(Saved data entries)
────────────────────────────────────────

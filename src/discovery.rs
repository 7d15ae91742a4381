//! Filesystem discovery of migrations and seeds under the directory layout in §6.1:
//!
//! ```text
//! <Path>/
//!   Migrations/<Name>/_Main.sql
//!   Seeds/<Name>/_Main.sql
//! ```
//!
//! Grounded on `refinery_core::util::find_migration_files`: `walkdir::WalkDir` over a
//! single directory level, filtering to the expected shape. Unlike the teacher's
//! lenient "log and skip" policy for misnamed files, a directory that doesn't contain
//! `_Main.sql` is a discovery-time error here, because the deploy tool's directory
//! convention is its only contract with the filesystem (see SPEC_FULL.md §4.3.1).

use std::path::{Path, PathBuf};

use walkdir::WalkDir;

use crate::migration::{sort_migrations, Migration};
use crate::seed::Seed;

const MAIN_FILE: &str = "_Main.sql";

#[derive(Debug, thiserror::Error)]
pub enum DiscoveryError {
    #[error("invalid root path {0}: {1}")]
    InvalidRoot(PathBuf, std::io::Error),
    #[error("{0} is missing {MAIN_FILE}")]
    MissingMainFile(PathBuf),
    #[error("error reading {0}: {1}")]
    Io(PathBuf, std::io::Error),
}

/// One discovered migration directory: a name, and the path to its `_Main.sql` (if
/// present on disk -- discovery never encounters a "missing" migration itself, since
/// that state only arises once applied-migration rows are merged in by the planner).
#[derive(Debug, Clone)]
pub struct DiscoveredMigration {
    pub name: String,
    pub main_file: PathBuf,
}

fn scan_named_directories(root: &Path) -> Result<Vec<(String, PathBuf)>, DiscoveryError> {
    if !root.exists() {
        return Ok(Vec::new());
    }

    let mut found = Vec::new();
    for entry in WalkDir::new(root)
        .min_depth(1)
        .max_depth(1)
        .into_iter()
        .filter_map(Result::ok)
    {
        if !entry.file_type().is_dir() {
            continue;
        }
        let name = entry.file_name().to_string_lossy().into_owned();
        let main_file = entry.path().join(MAIN_FILE);
        if !main_file.is_file() {
            return Err(DiscoveryError::MissingMainFile(entry.path().to_path_buf()));
        }
        found.push((name, main_file));
    }
    Ok(found)
}

/// Discover `<root>/Migrations/<Name>/_Main.sql`, returning bare (unloaded) migration
/// handles sorted by [`crate::migration::migration_comparer`].
pub fn discover_migrations(root: impl AsRef<Path>) -> Result<Vec<DiscoveredMigration>, DiscoveryError> {
    let migrations_dir = root.as_ref().join("Migrations");
    let mut found: Vec<DiscoveredMigration> = scan_named_directories(&migrations_dir)?
        .into_iter()
        .map(|(name, main_file)| DiscoveredMigration { name, main_file })
        .collect();

    // Sort using the same comparer the planner uses, so discovery order already
    // matches the canonical apply order before content is loaded.
    found.sort_by(|a, b| {
        let ma = Migration::new(a.name.clone(), None, None, None, None, Vec::new());
        let mb = Migration::new(b.name.clone(), None, None, None, None, Vec::new());
        crate::migration::migration_comparer(&ma, &mb)
    });
    Ok(found)
}

/// Discover `<root>/Seeds/<Name>/_Main.sql`.
pub fn discover_seeds(root: impl AsRef<Path>) -> Result<Vec<Seed>, DiscoveryError> {
    let seeds_dir = root.as_ref().join("Seeds");
    let mut found: Vec<Seed> = scan_named_directories(&seeds_dir)?
        .into_iter()
        .map(|(name, main_file)| Seed::new(name, main_file))
        .collect();
    found.sort_by(|a, b| a.name().to_ascii_lowercase().cmp(&b.name().to_ascii_lowercase()));
    Ok(found)
}

/// Ensure ordering helper exported for callers that load migrations in a different
/// order than discovery produced (e.g. after merging applied state).
pub fn ensure_sorted(migrations: &mut [Migration]) {
    sort_migrations(migrations);
}

#[cfg(test)]
mod tests {
    use super::*;
    use std::fs;
    use tempfile::TempDir;

    fn write_main(dir: &Path, name: &str) {
        let d = dir.join(name);
        fs::create_dir_all(&d).unwrap();
        fs::write(d.join(MAIN_FILE), "--# PRE\nselect 1;").unwrap();
    }

    #[test]
    fn discovers_migrations_in_comparer_order() {
        let tmp = TempDir::new().unwrap();
        let migrations_dir = tmp.path().join("Migrations");
        write_main(&migrations_dir, "Zeta");
        write_main(&migrations_dir, "_End");
        write_main(&migrations_dir, "Alpha");
        write_main(&migrations_dir, "_Begin");

        let found = discover_migrations(tmp.path()).unwrap();
        let names: Vec<_> = found.iter().map(|m| m.name.as_str()).collect();
        assert_eq!(names, vec!["_Begin", "Alpha", "Zeta", "_End"]);
    }

    #[test]
    fn missing_root_yields_empty_list() {
        let tmp = TempDir::new().unwrap();
        let found = discover_migrations(tmp.path()).unwrap();
        assert!(found.is_empty());
    }

    #[test]
    fn directory_without_main_file_is_an_error() {
        let tmp = TempDir::new().unwrap();
        let migrations_dir = tmp.path().join("Migrations");
        fs::create_dir_all(migrations_dir.join("Broken")).unwrap();

        let result = discover_migrations(tmp.path());
        assert!(matches!(result, Err(DiscoveryError::MissingMainFile(_))));
    }

    #[test]
    fn discovers_seeds_case_insensitively_sorted() {
        let tmp = TempDir::new().unwrap();
        let seeds_dir = tmp.path().join("Seeds");
        write_main(&seeds_dir, "zebra");
        write_main(&seeds_dir, "Apple");

        let found = discover_seeds(tmp.path()).unwrap();
        let names: Vec<_> = found.iter().map(|s| s.name()).collect();
        assert_eq!(names, vec!["Apple", "zebra"]);
    }
}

────────────────────────────────────────

** What to produce **
Recopy the entries above exactly, with every line included.

** Task answer **
filename src/discovery.rs
repository 7d15ae91742a4381
//! Filesystem discovery of migrations and seeds under the directory layout in §6.1:
//!
//! ```text
//! <Path>/
//!   Migrations/<Name>/_Main.sql
//!   Seeds/<Name>/_Main.sql
//! ```
//!
//! Grounded on `refinery_core::util::find_migration_files`: `walkdir::WalkDir` over a
//! single directory level, filtering to the expected shape. Unlike the teacher's
//! lenient "log and skip" policy for misnamed files, a directory that doesn't contain
//! `_Main.sql` is a discovery-time error here, because the deploy tool's directory
//! convention is its only contract with the filesystem (see SPEC_FULL.md §4.3.1).

use std::path::{Path, PathBuf};

use walkdir::WalkDir;

use crate::migration::{sort_migrations, Migration};
use crate::seed::Seed;

const MAIN_FILE: &str = "_Main.sql";

#[derive(Debug, thiserror::Error)]
pub enum DiscoveryError {
    #[error("invalid root path {0}: {1}")]
    InvalidRoot(PathBuf, std::io::Error),
    #[error("{0} is missing {MAIN_FILE}")]
    MissingMainFile(PathBuf),
    #[error("error reading {0}: {1}")]
    Io(PathBuf, std::io::Error),
}

/// One discovered migration directory: a name, and the path to its `_Main.sql` (if
/// present on disk -- discovery never encounters a "missing" migration itself, since
/// that state only arises once applied-migration rows are merged in by the planner).
#[derive(Debug, Clone)]
pub struct DiscoveredMigration {
    pub name: String,
    pub main_file: PathBuf,
}

fn scan_named_directories(root: &Path) -> Result<Vec<(String, PathBuf)>, DiscoveryError> {
    if !root.exists() {
        return Ok(Vec::new());
    }

    let mut found = Vec::new();
    for entry in WalkDir::new(root)
        .min_depth(1)
        .max_depth(1)
        .into_iter()
        .filter_map(Result::ok)
    {
        if !entry.file_type().is_dir() {
            continue;
        }
        let name = entry.file_name().to_string_lossy().into_owned();
        let main_file = entry.path().join(MAIN_FILE);
        if !main_file.is_file() {
            return Err(DiscoveryError::MissingMainFile(entry.path().to_path_buf()));
        }
        found.push((name, main_file));
    }
    Ok(found)
}

/// Discover `<root>/Migrations/<Name>/_Main.sql`, returning bare (unloaded) migration
/// handles sorted by [`crate::migration::migration_comparer`].
pub fn discover_migrations(root: impl AsRef<Path>) -> Result<Vec<DiscoveredMigration>, DiscoveryError> {
    let migrations_dir = root.as_ref().join("Migrations");
    let mut found: Vec<DiscoveredMigration> = scan_named_directories(&migrations_dir)?
        .into_iter()
        .map(|(name, main_file)| DiscoveredMigration { name, main_file })
        .collect();

    // Sort using the same comparer the planner uses, so discovery order already
    // matches the canonical apply order before content is loaded.
    found.sort_by(|a, b| {
        let ma = Migration::new(a.name.clone(), None, None, None, None, Vec::new());
        let mb = Migration::new(b.name.clone(), None, None, None, None, Vec::new());
        crate::migration::migration_comparer(&ma, &mb)
    });
    Ok(found)
}

/// Discover `<root>/Seeds/<Name>/_Main.sql`.
pub fn discover_seeds(root: impl AsRef<Path>) -> Result<Vec<Seed>, DiscoveryError> {
    let seeds_dir = root.as_ref().join("Seeds");
    let mut found: Vec<Seed> = scan_named_directories(&seeds_dir)?
        .into_iter()
        .map(|(name, main_file)| Seed::new(name, main_file))
        .collect();
    found.sort_by(|a, b| a.name().to_ascii_lowercase().cmp(&b.name().to_ascii_lowercase()));
    Ok(found)
}

/// Ensure ordering helper exported for callers that load migrations in a different
/// order than discovery produced (e.g. after merging applied state).
pub fn ensure_sorted(migrations: &mut [Migration]) {
    sort_migrations(migrations);
}

#[cfg(test)]
mod tests {
    use super::*;
    use std::fs;
    use tempfile::TempDir;

    fn write_main(dir: &Path, name: &str) {
        let d = dir.join(name);
        fs::create_dir_all(&d).unwrap();
        fs::write(d.join(MAIN_FILE), "--# PRE\nselect 1;").unwrap();
    }

    #[test]
    fn discovers_migrations_in_comparer_order() {
        let tmp = TempDir::new().unwrap();
        let migrations_dir = tmp.path().join("Migrations");
        write_main(&migrations_dir, "Zeta");
        write_main(&migrations_dir, "_End");
        write_main(&migrations_dir, "Alpha");
        write_main(&migrations_dir, "_Begin");

        let found = discover_migrations(tmp.path()).unwrap();
        let names: Vec<_> = found.iter().map(|m| m.name.as_str()).collect();
        assert_eq!(names, vec!["_Begin", "Alpha", "Zeta", "_End"]);
    }

    #[test]
    fn missing_root_yields_empty_list() {
        let tmp = TempDir::new().unwrap();
        let found = discover_migrations(tmp.path()).unwrap();
        assert!(found.is_empty());
    }

    #[test]
    fn directory_without_main_file_is_an_error() {
        let tmp = TempDir::new().unwrap();
        let migrations_dir = tmp.path().join("Migrations");
        fs::create_dir_all(migrations_dir.join("Broken")).unwrap();

        let result = discover_migrations(tmp.path());
        assert!(matches!(result, Err(DiscoveryError::MissingMainFile(_))));
    }

    #[test]
    fn discovers_seeds_case_insensitively_sorted() {
        let tmp = TempDir::new().unwrap();
        let seeds_dir = tmp.path().join("Seeds");
        write_main(&seeds_dir, "zebra");
        write_main(&seeds_dir, "Apple");

        let found = discover_seeds(tmp.path()).unwrap();
        let names: Vec<_> = found.iter().map(|s| s.name()).collect();
        assert_eq!(names, vec!["Apple", "zebra"]);
    }
}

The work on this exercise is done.